Weizsäcker: We couldn’t rule it out…. And with our visit, we wanted Bohr to talk the Americans out of it. Heisenberg told me that during his walk with Bohr, he began to discuss the atom bomb, but that Bohr said at once, “I want to know nothing about it!”
Kühne: Why did Bohr cut off the discussion?
Weizsäcker: I don’t know. Heisenberg believed that Bohr was afraid he would be compelled by Heisenberg to work on a German bomb.
Kühne: Why should Bohr have believed Heisenberg that the Germans had given up working on a bomb in 1941?
Weizsäcker: Heisenberg was perhaps somewhat naive…. But I know for sure that we knew, on the way to Copenhagen in 1941 to talk to Bohr, that we could not build an atom bomb…. And so the idea was—the reason Heisenberg visited Bohr—if we now let the Americans and English know that we cannot build a bomb, they won’t believe us. But they would believe Bohr.

Weizsäcker’s version of events does not contradict Bohr’s memory of what happened, nor is the opposite true. Both simply sit uneasily among the large inventory of accounts offered over the years by Bohr’s son, Aage, and his assistant, Stefan Rozental; by Heisenberg and by his wife, Elisabeth, in a memoir of her husband, Inner Exile, published in 1984; by Weizsäcker in interviews; and by numerous others who were told of what happened, and passed it along.

The long argument over Heisenberg’s role in the German bomb program cannot be resolved by the new Bohr documents, which enrich our understanding of one small episode in the story—how Bohr felt about what he heard Heisenberg say—but, I believe, leave the rest pretty much where it was. In February 1942, a few months after the meeting in Copenhagen, the German army ended its support for nuclear research as too expensive and time-consuming to pursue in wartime. Diehard supporters of a German bomb tried to revive the program with the help of Albert Speer, the man Hitler put in charge of mobilizing the German economy, but at a meeting in Berlin in June 1942 Heisenberg stressed the magnitude of the effort and its difficulties, convincing Speer, as he told Der Spiegel in 1967, that “the physicists themselves didn’t want to put too much into it.”

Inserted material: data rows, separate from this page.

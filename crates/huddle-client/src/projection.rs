//! Read-time projection of a session for the presentation layer.
//!
//! Time-bounded entries (typing indicators, reconnect countdown) are
//! evaluated against an explicit `now`; nothing here mutates the state.
//! Expired typing entries stay in the store and are simply never shown.

use std::collections::BTreeMap;

use chrono::{DateTime, Utc};
use serde::Serialize;

use huddle_shared::types::{ChannelId, UserId};

use crate::connection::{ReconnectPhase, ServerLink, VoiceLink};
use crate::messages::ChatMessage;
use crate::state::SessionState;
use crate::store::{Channel, RecordingState, ServerMeta, TypingEntry, VideoState};

/// Typing entries visible at `now` in the viewed channel, sorted by name.
pub fn visible_typing(state: &SessionState, now: DateTime<Utc>) -> Vec<TypingEntry> {
    let local = state.store.local_user();
    let mut visible: Vec<TypingEntry> = state
        .store
        .typing()
        .filter(|t| now < t.expires_at)
        .filter(|t| t.channel_id == state.viewing)
        .filter(|t| Some(t.user_id) != local)
        .cloned()
        .collect();
    visible.sort_by(|a, b| a.username.cmp(&b.username).then(a.user_id.cmp(&b.user_id)));
    visible
}

/// Whole seconds until the scheduled reconnect fires, rounded up.
/// `None` unless a retry is pending.
pub fn reconnect_countdown(state: &SessionState, now: DateTime<Utc>) -> Option<u64> {
    let ReconnectPhase::Retrying { retry_at } = state.connection.reconnect().phase else {
        return None;
    };
    let remaining_ms = (retry_at - now).num_milliseconds().max(0) as u64;
    Some(remaining_ms.div_ceil(1000))
}

#[derive(Debug, Clone, Serialize, PartialEq)]
pub struct ProjectedUser {
    pub id: UserId,
    pub username: String,
    pub role: Option<String>,
    pub channel_id: ChannelId,
    pub is_owner: bool,
    pub video: Option<VideoState>,
}

#[derive(Debug, Clone, Serialize, PartialEq, Eq)]
pub struct ConnectionView {
    pub server: ServerLink,
    pub connected: bool,
    pub connected_addr: Option<String>,
    pub pending_addr: Option<String>,
    pub connect_error: Option<String>,
    pub voice: VoiceLink,
    pub voice_connected: bool,
    pub reconnecting: bool,
    pub reconnect_attempt: u32,
    pub seconds_until_retry: Option<u64>,
    pub reconnect_reason: Option<String>,
}

/// Everything the UI renders, computed for one instant.
#[derive(Debug, Clone, Serialize, PartialEq)]
pub struct ProjectedState {
    pub server: ServerMeta,
    pub viewing: ChannelId,
    pub users: Vec<ProjectedUser>,
    pub channels: Vec<Channel>,
    pub messages: BTreeMap<ChannelId, Vec<ChatMessage>>,
    pub unread: BTreeMap<ChannelId, u32>,
    pub typing: Vec<TypingEntry>,
    /// Every active video, including users not yet in the roster.
    pub video: BTreeMap<UserId, VideoState>,
    pub recording: BTreeMap<ChannelId, RecordingState>,
    pub connection: ConnectionView,
}

pub fn project(state: &SessionState, now: DateTime<Utc>) -> ProjectedState {
    let store = &state.store;
    let conn = &state.connection;
    let owner = store.server().owner_id;

    let users = store
        .users()
        .iter()
        .map(|u| ProjectedUser {
            id: u.id,
            username: u.username.clone(),
            role: u.role.clone(),
            channel_id: store.channel_of(u.id),
            is_owner: owner == Some(u.id),
            video: store.video(u.id).cloned(),
        })
        .collect();

    let messages = store
        .chat()
        .channels()
        .map(|(channel, msgs)| (*channel, msgs.clone()))
        .collect();

    let reconnect = conn.reconnect();
    let connection = ConnectionView {
        server: conn.server(),
        connected: conn.connected(),
        connected_addr: conn.connected_addr().map(str::to_string),
        pending_addr: conn.pending_addr().map(str::to_string),
        connect_error: conn.connect_error().map(str::to_string),
        voice: conn.voice(),
        voice_connected: conn.voice_connected(),
        reconnecting: reconnect.is_active(),
        reconnect_attempt: reconnect.attempt,
        seconds_until_retry: reconnect_countdown(state, now),
        reconnect_reason: reconnect.reason.clone(),
    };

    ProjectedState {
        server: store.server().clone(),
        viewing: state.viewing,
        users,
        channels: store.channels(),
        messages,
        unread: store.unread_counts().clone(),
        typing: visible_typing(state, now),
        video: store.video_states().clone(),
        recording: store.recording_states().clone(),
        connection,
    }
}
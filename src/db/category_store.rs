use async_trait::async_trait;

use super::row_parsers::category_from_row;
use super::SqliteStore;
use crate::category::CategorySource;
use crate::errors::AppResult;
use crate::models::category::Category;

#[async_trait]
impl CategorySource for SqliteStore {
    async fn categories(&self) -> AppResult<Vec<Category>> {
        let rows = sqlx::query("SELECT id, parent_id, category_name, sort_order, use_yn FROM categories")
            .fetch_all(self.pool())
            .await?;

        rows.iter().map(category_from_row).collect()
    }
}
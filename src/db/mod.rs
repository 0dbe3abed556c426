use std::time::Duration;

use anyhow::Context;
use sqlx::sqlite::SqlitePoolOptions;
use sqlx::SqlitePool;

pub mod category_store;
pub mod code_store;
pub mod grant_store;
pub mod menu_store;
pub mod row_parsers;

pub async fn init() -> anyhow::Result<SqlitePool> {
	let database_url = std::env::var("DATABASE_URL").context("DATABASE_URL not set")?;

	let pool = SqlitePoolOptions::new()
		.max_connections(10)
		.min_connections(1)
		.acquire_timeout(Duration::from_secs(10))
		.connect(&database_url)
		.await
		.context("failed to connect to database")?;

	sqlx::migrate!()
		.run(&pool)
		.await
		.context("failed to run migrations")?;

	Ok(pool)
}

/// Read-side adapter over the host's tables. Implements every source trait;
/// see the `*_store` modules.
#[derive(Debug, Clone)]
pub struct SqliteStore {
	pool: SqlitePool,
}

impl SqliteStore {
	pub fn new(pool: SqlitePool) -> Self {
		Self { pool }
	}

	pub fn pool(&self) -> &SqlitePool {
		&self.pool
	}
}
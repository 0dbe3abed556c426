use std::sync::Arc;
use std::time::Duration;

use axum::http::Method;
use axum::routing::{get, post};
use axum::Router;
use sqlx::SqlitePool;
use tower_http::cors::{Any, CorsLayer};
use tower_http::trace::TraceLayer;
use uuid::Uuid;

use crate::authz::{AuthzMode, GrantStore, PermissionResolver};
use crate::category::{CategorySource, CategoryTree};
use crate::clock::{Clock, SystemClock};
use crate::codes::{CodeRegistry, CodeSource};
use crate::db::SqliteStore;
use crate::errors::AppError;
use crate::events::{init_event_bus, publish_tree_changed, start_cache_listener, EventBus, TreeChanged, TreeKind};
use crate::jwt::JwtConfig;
use crate::menu::{MenuSource, MenuVisibilityEngine};
use crate::models::category::Category;
use crate::models::menu::Menu;
use crate::routes::{admin, authz, categories, codes, health, menus};
use crate::tree::{TreeCache, TreeNode};

pub type MenuEngine = MenuVisibilityEngine<dyn GrantStore, dyn MenuSource>;

/// How the menu and category indexes are cached between requests.
#[derive(Debug, Clone, Copy, PartialEq, Eq)]
pub struct CacheSettings {
    pub enabled: bool,
    pub max_age: Option<Duration>,
}

impl CacheSettings {
    pub fn enabled() -> Self {
        Self {
            enabled: true,
            max_age: None,
        }
    }

    pub fn disabled() -> Self {
        Self {
            enabled: false,
            max_age: None,
        }
    }

    /// `MENU_CACHE` (`off`|`false`|`0` disables) and `TREE_CACHE_MAX_AGE_SECS`.
    pub fn from_env() -> Self {
        let enabled = !matches!(
            std::env::var("MENU_CACHE").unwrap_or_default().trim().to_lowercase().as_str(),
            "off" | "false" | "0"
        );
        let max_age = std::env::var("TREE_CACHE_MAX_AGE_SECS")
            .ok()
            .and_then(|value| value.trim().parse::<u64>().ok())
            .filter(|secs| *secs > 0)
            .map(Duration::from_secs);
        Self { enabled, max_age }
    }

    fn build<N: TreeNode>(&self) -> TreeCache<N> {
        let cache = TreeCache::new(self.enabled);
        match self.max_age {
            Some(max_age) => cache.with_max_age(max_age),
            None => cache,
        }
    }
}

#[derive(Clone)]
pub struct AppState {
    pub pool: SqlitePool,
    pub jwt: Arc<JwtConfig>,
    pub authz_mode: AuthzMode,
    pub clock: Arc<dyn Clock>,
    pub resolver: PermissionResolver<dyn GrantStore>,
    pub menus: Arc<MenuEngine>,
    pub categories: Arc<CategoryTree<dyn CategorySource>>,
    pub codes: Arc<CodeRegistry<dyn CodeSource>>,
    pub event_bus: EventBus,
}

impl AppState {
    pub fn new(pool: SqlitePool, jwt: JwtConfig, authz_mode: AuthzMode, cache: CacheSettings) -> Self {
        let store = Arc::new(SqliteStore::new(pool.clone()));
        let grants: Arc<dyn GrantStore> = store.clone();
        let menu_source: Arc<dyn MenuSource> = store.clone();
        let category_source: Arc<dyn CategorySource> = store.clone();
        let code_source: Arc<dyn CodeSource> = store;

        let resolver = PermissionResolver::new(grants);
        let menu_cache = Arc::new(cache.build::<Menu>());
        let category_cache = Arc::new(cache.build::<Category>());
        let (event_bus, _) = init_event_bus();

        Self {
            pool,
            jwt: Arc::new(jwt),
            authz_mode,
            clock: Arc::new(SystemClock),
            menus: Arc::new(MenuVisibilityEngine::new(resolver.clone(), menu_source, menu_cache)),
            resolver,
            categories: Arc::new(CategoryTree::new(category_source, category_cache)),
            codes: Arc::new(CodeRegistry::new(code_source)),
            event_bus,
        }
    }

    pub fn with_clock(mut self, clock: Arc<dyn Clock>) -> Self {
        self.clock = clock;
        self
    }

    /// Subscribes the tree caches to change events on the bus.
    pub fn spawn_cache_listener(&self) {
        let rx = self.event_bus.subscribe();
        tokio::spawn(start_cache_listener(
            rx,
            Arc::clone(self.menus.cache()),
            Arc::clone(self.categories.cache()),
        ));
    }

    /// Drops the cached index of `change.kind` now and announces the change to
    /// every other subscriber on the bus.
    pub async fn invalidate_tree(&self, actor_id: Option<Uuid>, change: TreeChanged) {
        match change.kind {
            TreeKind::Menu => self.menus.cache().invalidate().await,
            TreeKind::Category => self.categories.cache().invalidate().await,
        }
        publish_tree_changed(&self.event_bus, actor_id, change.kind, change.action, change.node_id);
    }
}

pub async fn create_app(pool: SqlitePool) -> Result<Router, AppError> {
    let jwt_config = JwtConfig::from_env()?;
    let cache = CacheSettings::from_env();
    let state = AppState::new(pool, jwt_config, AuthzMode::from_env(), cache);
    state.spawn_cache_listener();

    tracing::info!(
        authz_mode = ?state.authz_mode,
        cache_trees = cache.enabled,
        cache_max_age = ?cache.max_age,
        "application state ready"
    );
    Ok(router(state))
}

pub fn router(state: AppState) -> Router {
    let cors = CorsLayer::new()
        .allow_methods([Method::GET, Method::POST, Method::OPTIONS])
        .allow_origin(Any)
        .allow_headers(Any);

    let authz_routes = Router::new()
        .route("/programs/:program_id", get(authz::resolve_program))
        .route("/effective", get(authz::effective_authorities));

    let menu_routes = Router::new()
        .route("/visible", get(menus::visible_menus))
        .route("/favorites", get(menus::visible_favorites));

    let category_routes = Router::new()
        .route("/", get(categories::active_tree))
        .route("/:id", get(categories::active_subtree))
        .route("/:id/path", get(categories::path));

    let code_routes = Router::new()
        .route("/", get(codes::active_groups))
        .route("/:group_code", get(codes::active_codes))
        .route("/:group_code/:code", get(codes::resolve_code));

    let admin_routes = Router::new().route("/trees/invalidate", post(admin::invalidate_tree));

    Router::new()
        .route("/api/health", get(health::health))
        .nest("/admin", admin_routes)
        .nest("/authz", authz_routes)
        .nest("/menus", menu_routes)
        .nest("/categories", category_routes)
        .nest("/codes", code_routes)
        .with_state(state)
        .layer(cors)
        .layer(TraceLayer::new_for_http())
}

If the Germans had mounted a major effort to build atomic bombs, and if their files were filled with letters and memoranda from Heisenberg warning of the dangers of Allied success and urging the authorities forward, then the argument over Heisenberg’s role would have ended long ago. The mystery is why Heisenberg has been the subject of so much suspicion and hostility when the facts seem to support his remark to Hahn at Farm Hall—that the German scientists “did not want [Hitler] to win.” The problem seems to be the question implicit in the way Heisenberg chose to explain things in public—by saying that he and his colleagues were spared the difficulty of a moral decision by the fact that an atomic bomb was too big a project for Germany in wartime. It is what Heisenberg doesn’t say that raises hackles: he was spared, but what about those who were not spared? How did they decide what to do? The question is still a sensitive one, and I believe it remains the principal source of the anger aroused by talk of Heisenberg’s role.

The importance of the new documents is that they break an unnatural silence, and do now what Bohr and Heisenberg’s other old friends should have done long ago—ask him to explain himself. Who would know better how he thought things through? Again and again in the new documents Bohr ends a letter with the “hope that we can talk in greater detail about this….” It is clear which question he wants to pose first: “what authorization might have been given to you by the German government to touch upon such a dangerous question….”

Heisenberg could have answered that no one had authorized him to do this; the visit to Bohr was something he had decided to do on his own.

The next question seems inescapable. In Copenhagen, Michael Frayn gives it to Bohr’s wife, Margrethe, in the first moments of the play: “Why did he come? What was he trying to tell you?”

If they could have once got that far, the rest would have followed naturally.